Beneath these political parties’ positions to environmental protection lies the notion of environmental action as a burden to development through the undesirable increase in the costs of economic activity. Environmental and climate actions are thus presented as unaffordable for India and the developing world.
Some still portray environmental worry as a concern (or “conspiracy”) of “rich countries” that will damage developing countries by keeping the poor in poverty. To others, environmental agendas are illegitimate as, in their view, they accrue from northern agendas and funding.
The Way Forward
The question is whether the environment and climate change will ever become an electoral issue in India.

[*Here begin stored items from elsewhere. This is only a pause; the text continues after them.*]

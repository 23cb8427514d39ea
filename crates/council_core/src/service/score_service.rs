//! Score ledger service.
//!
//! # Responsibility
//! - Validate score mutations and delegate them to the ledger repository.
//! - Provide per-member and per-department score listings.
//!
//! # Invariants
//! - The ledger trusts the actor/department pairing it is given; permission
//!   checks belong to the caller.
//! - Score mutations share no locks with role management.

use crate::error::CoreResult;
use crate::model::member::{DepartmentId, MemberId};
use crate::model::score::{NewScore, ScoreEntry, ScoreId, ScorePatch};
use crate::model::validation::{
    ensure_id, ensure_score_value, normalize_limit, normalize_reason, ValidationError,
};
use crate::repo::score_repo::{ScoreListQuery, ScoreRepository};
use crate::service::log_outcome;
use std::time::Instant;

/// Default page size for score listings.
pub const SCORES_DEFAULT_LIMIT: u32 = 50;
/// Upper bound for score listing page size.
pub const SCORES_LIMIT_MAX: u32 = 200;

/// Score ledger facade.
pub struct ScoreService<R: ScoreRepository> {
    repo: R,
}

impl<R: ScoreRepository> ScoreService<R> {
    pub fn new(repo: R) -> Self {
        Self { repo }
    }

    /// Records a new score. Negative values are penalties; magnitudes above
    /// `SCORE_ABS_MAX` are rejected.
    pub fn create_score(&self, score: &NewScore) -> CoreResult<ScoreEntry> {
        let started_at = Instant::now();
        let result = self.create_score_inner(score);
        log_outcome(
            "score_create",
            "score",
            &format!(
                "member_id={} department_id={} actor_id={}",
                score.member_id, score.department_id, score.actor_id
            ),
            started_at,
            &result,
        );
        result
    }

    fn create_score_inner(&self, score: &NewScore) -> CoreResult<ScoreEntry> {
        let normalized = NewScore {
            member_id: ensure_id(score.member_id, "member_id")?,
            department_id: ensure_id(score.department_id, "department_id")?,
            value: ensure_score_value(score.value)?,
            actor_id: ensure_id(score.actor_id, "actor_id")?,
            reason: normalize_reason(score.reason.as_deref())?,
        };
        Ok(self.repo.create_score(&normalized)?)
    }

    /// Changes value and/or reason of an existing score.
    pub fn update_score(&self, id: ScoreId, patch: &ScorePatch) -> CoreResult<ScoreEntry> {
        let started_at = Instant::now();
        let result = self.update_score_inner(id, patch);
        log_outcome(
            "score_update",
            "score",
            &format!("score_id={id}"),
            started_at,
            &result,
        );
        result
    }

    fn update_score_inner(&self, id: ScoreId, patch: &ScorePatch) -> CoreResult<ScoreEntry> {
        let id = ensure_id(id, "score_id")?;
        let normalized = ScorePatch {
            value: patch.value.map(ensure_score_value).transpose()?,
            reason: normalize_reason(patch.reason.as_deref())?,
        };
        if normalized.is_empty() {
            return Err(ValidationError::EmptyScoreUpdate.into());
        }
        Ok(self.repo.update_score(id, &normalized)?)
    }

    /// Deletes one score entry.
    pub fn delete_score(&self, id: ScoreId) -> CoreResult<()> {
        let started_at = Instant::now();
        let result = self.delete_score_inner(id);
        log_outcome(
            "score_delete",
            "score",
            &format!("score_id={id}"),
            started_at,
            &result,
        );
        result
    }

    fn delete_score_inner(&self, id: ScoreId) -> CoreResult<()> {
        let id = ensure_id(id, "score_id")?;
        Ok(self.repo.delete_score(id)?)
    }

    pub fn get_score(&self, id: ScoreId) -> CoreResult<Option<ScoreEntry>> {
        let id = ensure_id(id, "score_id")?;
        Ok(self.repo.get_score(id)?)
    }

    /// Lists one member's scores newest first.
    pub fn list_member_scores(
        &self,
        member_id: MemberId,
        limit: Option<u32>,
    ) -> CoreResult<Vec<ScoreEntry>> {
        let query = ScoreListQuery {
            member_id: Some(ensure_id(member_id, "member_id")?),
            department_id: None,
            limit: Some(normalize_limit(limit, SCORES_DEFAULT_LIMIT, SCORES_LIMIT_MAX)),
        };
        Ok(self.repo.list_scores(&query)?)
    }

    /// Lists one department's scores newest first.
    pub fn list_department_scores(
        &self,
        department_id: DepartmentId,
        limit: Option<u32>,
    ) -> CoreResult<Vec<ScoreEntry>> {
        let query = ScoreListQuery {
            member_id: None,
            department_id: Some(ensure_id(department_id, "department_id")?),
            limit: Some(normalize_limit(limit, SCORES_DEFAULT_LIMIT, SCORES_LIMIT_MAX)),
        };
        Ok(self.repo.list_scores(&query)?)
    }
}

Will the 2014 general election be any different?
Presenting the environment and climate as standalone issues in the election will not work.Instead, the weaving of climate change and environment into two macro objectives for India could work: development that tackles poverty and governance models that put people first. Poverty and poor governance harm the lives of hundreds of millions of Indians and need to remain central issues.Environmental actions and climate solutions cannot and should not be treated as “agenda issues” in and of themselves; they need to be embedded in the broader vision for India.
Environmental actions and climate solutions cannot and should not be treated as additional “agendas”; they need to be embedded in the broader vision for India.
Gone are the days of a single political party system. The Indian political landscape is under reconfiguration with coalition of political parties becoming the new the norm. Large regional parties still lead political parties and today they nurture a strong local base. Since these regional parties are typically led by strong political personas, these individuals are further reshaping the national agenda, by departing from traditional politics in India.
The bottom up approaches by chief state ministers and strong regional politicos could open a window of opportunity for climate resilient and inclusive development if state politics integrates this vision into the national agenda. There needs to be a debate over the choices to invest in infrastructure for the sake of economic growth only versus investments in infrastructure that tackle poverty as well. There are signs of politicos recognizing that quality of growth matters.
An opportunity looms large for reframing environment and climate change issues around this vision for India. This debate on how to achieve better growth will no doubt heat up as we near the election in the months to come.
It is important to bring greater focus to the impacts of natural disasters on the economy and citizens, and particularly to link development and growth. Even in the United States, where the adaptive capacity of its people are far higher than a majority of Indians, many continued to struggle in the aftermath of Hurricane Sandy even months after the natural disaster.
In India, people are still reeling from the damages caused by the floods in Uttarakhand and the general insurance claim alone from the damages has been estimated to be a Rs. 30 billion (1 rupee is about 0.016 US dollar), which does not even account for the huge financial burden on the Ministry of Finance and the thousands of Indians who do not own “insurance policies”.
Given the various peculiarities of India, including an under-developed yet fast developing economy, climate change and environmental protection must be established as pillars of a new, pro-poor development agenda. This alone will allow these issues to become significant within the election.
Mahatma Gandhi said:
The difference between what we do and what we are capable of doing would suffice to solve most of the world's problems.
Gandhi reflects the reality that we now have enough know-how in most key sectors to leap-frog conventional development. We can close the gap between technology, politics, economics, and political will, and have the capacity to choose a new pathway to resilient development that is sustainable, equitable and works for the people.